Like the author says "could it be done cheaper, whatever"... sure - valid point.
I just had to amuse myself at Heroku's hosting charges being "a small premium".
Sure they could re-write things and move to their own servers or amazon s3 or google computer or wherever but they'd have to go through the process of finding, training and hiring people to do it, plus all the difficulties that come with that.
I would imagine they're thinking about changing many things about their setup but for something of their size I can see why the money tradeoff makes more sense at the current time
Case study: https://www.imgix.com/case-studies/unsplash
According to which Unsplash is serving 350 million image requests per month.
That seems reasonable, given the scale of the operation. Any alternative would have to come underneath that price point, while providing the same reliability/benefits. That's a hard task, and definitely a major devops and development undertaking.

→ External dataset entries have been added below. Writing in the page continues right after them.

//! Configuration parsing from CLI arguments and environment variables

use crate::{
    cli::Cli,
    config::env::EnvManager,
    error::Result,
    models::Config,
};

/// Configuration parser that combines CLI arguments with environment variables
pub struct ConfigParser {
    cli: Cli,
}

impl ConfigParser {
    /// Create a new configuration parser with CLI arguments
    pub fn new(cli: Cli) -> Self {
        Self { cli }
    }

    /// Parse and build the complete configuration.
    ///
    /// Precedence: defaults ← `.env`/environment ← CLI flags. The final
    /// configuration is validated before it is returned; any failure here
    /// is fatal and aborts startup.
    pub fn parse(&self) -> Result<Config> {
        let mut config = Config::default();

        // Load from environment file if it exists
        EnvManager::load_env_file(self.cli.debug)?;

        // Merge environment variables into config
        config.merge_from_env()?;

        // Override with CLI arguments
        self.apply_cli_overrides(&mut config);

        // Validate the final configuration
        config.validate()?;

        Ok(config)
    }

    /// Apply CLI argument overrides to configuration
    fn apply_cli_overrides(&self, config: &mut Config) {
        if let Some(ref host) = self.cli.host {
            config.target_address = host.clone();
        }

        if self.cli.clients != crate::defaults::DEFAULT_CLIENT_COUNT {
            config.client_count = self.cli.clients;
        }

        if self.cli.timeout != crate::defaults::DEFAULT_CONNECT_TIMEOUT.as_secs() {
            config.connect_timeout_secs = self.cli.timeout;
        }

        if self.cli.min_wait != crate::defaults::DEFAULT_MIN_WAIT.as_millis() as u64 {
            config.min_wait_ms = self.cli.min_wait;
        }

        if self.cli.max_wait != crate::defaults::DEFAULT_MAX_WAIT.as_millis() as u64 {
            config.max_wait_ms = self.cli.max_wait;
        }

        if self.cli.run_time.is_some() {
            config.run_time_secs = self.cli.run_time;
        }

        if self.cli.no_color {
            config.enable_color = false;
        }

        // Verbose and debug flags are CLI-only
        config.verbose = self.cli.verbose;
        config.debug = self.cli.debug;

        if config.debug {
            println!("Applied CLI overrides to configuration");
            println!(
                "Final config: target={}, clients={}, timeout={}s, wait={}ms-{}ms",
                config.target_address,
                config.client_count,
                config.connect_timeout_secs,
                config.min_wait_ms,
                config.max_wait_ms
            );
        }
    }
}

/// Convenience function to load complete configuration from CLI arguments
pub fn load_config(cli: Cli) -> Result<Config> {
    let parser = ConfigParser::new(cli);
    parser.parse()
}

/// Display configuration summary for debug purposes
pub fn display_config_summary(config: &Config) -> String {
    let mut summary = Vec::new();

    summary.push(format!("Target: {}", config.target_address));
    summary.push(format!("Clients: {}", config.client_count));
    summary.push(format!("Timeout: {}s", config.connect_timeout_secs));
    summary.push(format!(
        "Wait interval: {}ms - {}ms",
        config.min_wait_ms, config.max_wait_ms
    ));
    match config.run_time_secs {
        Some(secs) => summary.push(format!("Run time: {}s", secs)),
        None => summary.push("Run time: until interrupted".to_string()),
    }
    summary.push(format!("Color Output: {}", config.enable_color));
    summary.push(format!("Verbose: {}", config.verbose));
    summary.push(format!("Debug: {}", config.debug));

    summary.join("\n")
}

#[cfg(test)]
mod tests {
    use super::*;
    use clap::Parser;
    use std::env;
    use std::sync::Mutex;

    // Environment variables are process-global; serialize the tests that
    // touch them.
    static ENV_MUTEX: Mutex<()> = Mutex::new(());

    fn clear_harness_env_vars() {
        for name in crate::config::env::ENV_VARS {
            env::remove_var(name);
        }
    }

    #[test]
    fn test_config_parser_defaults() {
        let config = Config::default();

        assert_eq!(config.client_count, crate::defaults::DEFAULT_CLIENT_COUNT);
        assert_eq!(
            config.connect_timeout_secs,
            crate::defaults::DEFAULT_CONNECT_TIMEOUT.as_secs()
        );
        assert_eq!(config.enable_color, crate::defaults::DEFAULT_ENABLE_COLOR);
        assert!(!config.verbose);
        assert!(!config.debug);
        assert!(config.validate().is_ok());
    }

    #[test]
    fn test_cli_overrides() {
        let _guard = ENV_MUTEX.lock().unwrap();
        clear_harness_env_vars();

        let cli = Cli::parse_from([
            "tlh",
            "--host",
            "example.com:4242",
            "--clients",
            "25",
            "--timeout",
            "3",
            "--no-color",
            "--verbose",
        ]);
        let config = ConfigParser::new(cli).parse().unwrap();

        assert_eq!(config.target_address, "example.com:4242");
        assert_eq!(config.client_count, 25);
        assert_eq!(config.connect_timeout_secs, 3);
        assert!(!config.enable_color);
        assert!(config.verbose);
    }

    #[test]
    fn test_cli_overrides_env_vars() {
        let _guard = ENV_MUTEX.lock().unwrap();
        clear_harness_env_vars();

        env::set_var("CLIENT_COUNT", "8");

        let cli = Cli::parse_from(["tlh", "--clients", "12"]);
        let config = ConfigParser::new(cli).parse().unwrap();

        // CLI should override environment
        assert_eq!(config.client_count, 12);

        env::remove_var("CLIENT_COUNT");
    }

    #[test]
    fn test_env_vars_override_defaults() {
        let _guard = ENV_MUTEX.lock().unwrap();
        clear_harness_env_vars();

        env::set_var("TARGET_ADDRESS", "10.1.2.3:9000");
        env::set_var("MIN_WAIT_MS", "100");
        env::set_var("MAX_WAIT_MS", "200");

        let cli = Cli::parse_from(["tlh"]);
        let config = ConfigParser::new(cli).parse().unwrap();

        assert_eq!(config.target_address, "10.1.2.3:9000");
        assert_eq!(config.min_wait_ms, 100);
        assert_eq!(config.max_wait_ms, 200);

        clear_harness_env_vars();
    }

    #[test]
    fn test_out_of_range_env_value_is_rejected_at_merge() {
        let _guard = ENV_MUTEX.lock().unwrap();
        clear_harness_env_vars();

        env::set_var("CLIENT_COUNT", "10001");

        let cli = Cli::parse_from(["tlh"]);
        let result = ConfigParser::new(cli).parse();
        assert!(result.is_err(), "CLIENT_COUNT=10001 must fail validation");

        env::remove_var("CLIENT_COUNT");
    }

    #[test]
    fn test_invalid_final_config_is_rejected() {
        let _guard = ENV_MUTEX.lock().unwrap();
        clear_harness_env_vars();

        let cli = Cli::parse_from(["tlh", "--min-wait", "5000", "--max-wait", "100"]);
        assert!(ConfigParser::new(cli).parse().is_err());
    }

    #[test]
    fn test_config_summary() {
        let config = Config::default();
        let summary = display_config_summary(&config);

        assert!(summary.contains("Target:"));
        assert!(summary.contains("Clients:"));
        assert!(summary.contains("Timeout:"));
        assert!(summary.contains("Wait interval:"));
    }
}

This write up was informative - the optimal solution very rarely comes down to just dollars and cents. In fact I'd trust Unsplash _less_ if they moved from a good, solid system to rolling their own, just to save a few thousand per month.
Considering they're spending $211,000+ per year on hosting, and paying at least twice as much as they need to, it would be incredibly irresponsible not to spend the time to learn how to do devops and get these costs under control.
Since they're located in Canada, the amount of money they save could probably pay for a full-time in-house devops engineer.
This reminds me of EverPix, a photo storage company that went bankrupt because they couldn't pay their Amazon storage bill, yet considering that 99.99% of their photos were basically in 'cold storage', could have probably traded the majority of their $35,000/month S3 bill for a $8,000/one-off BackBlaze Storage Pod + colo fees.
http://www.theverge.com/2013/11/5/5039216/everpix-life-and-d...
https://www.backblaze.com/blog/storage-pod-4-5-tweaking-a-pr...
Their arrogance?
DevOps isn't easy, but its not that hard.
It might not be hard, but sometimes it is worth paying someone else to do the boring stuff so you can focus on your core competences.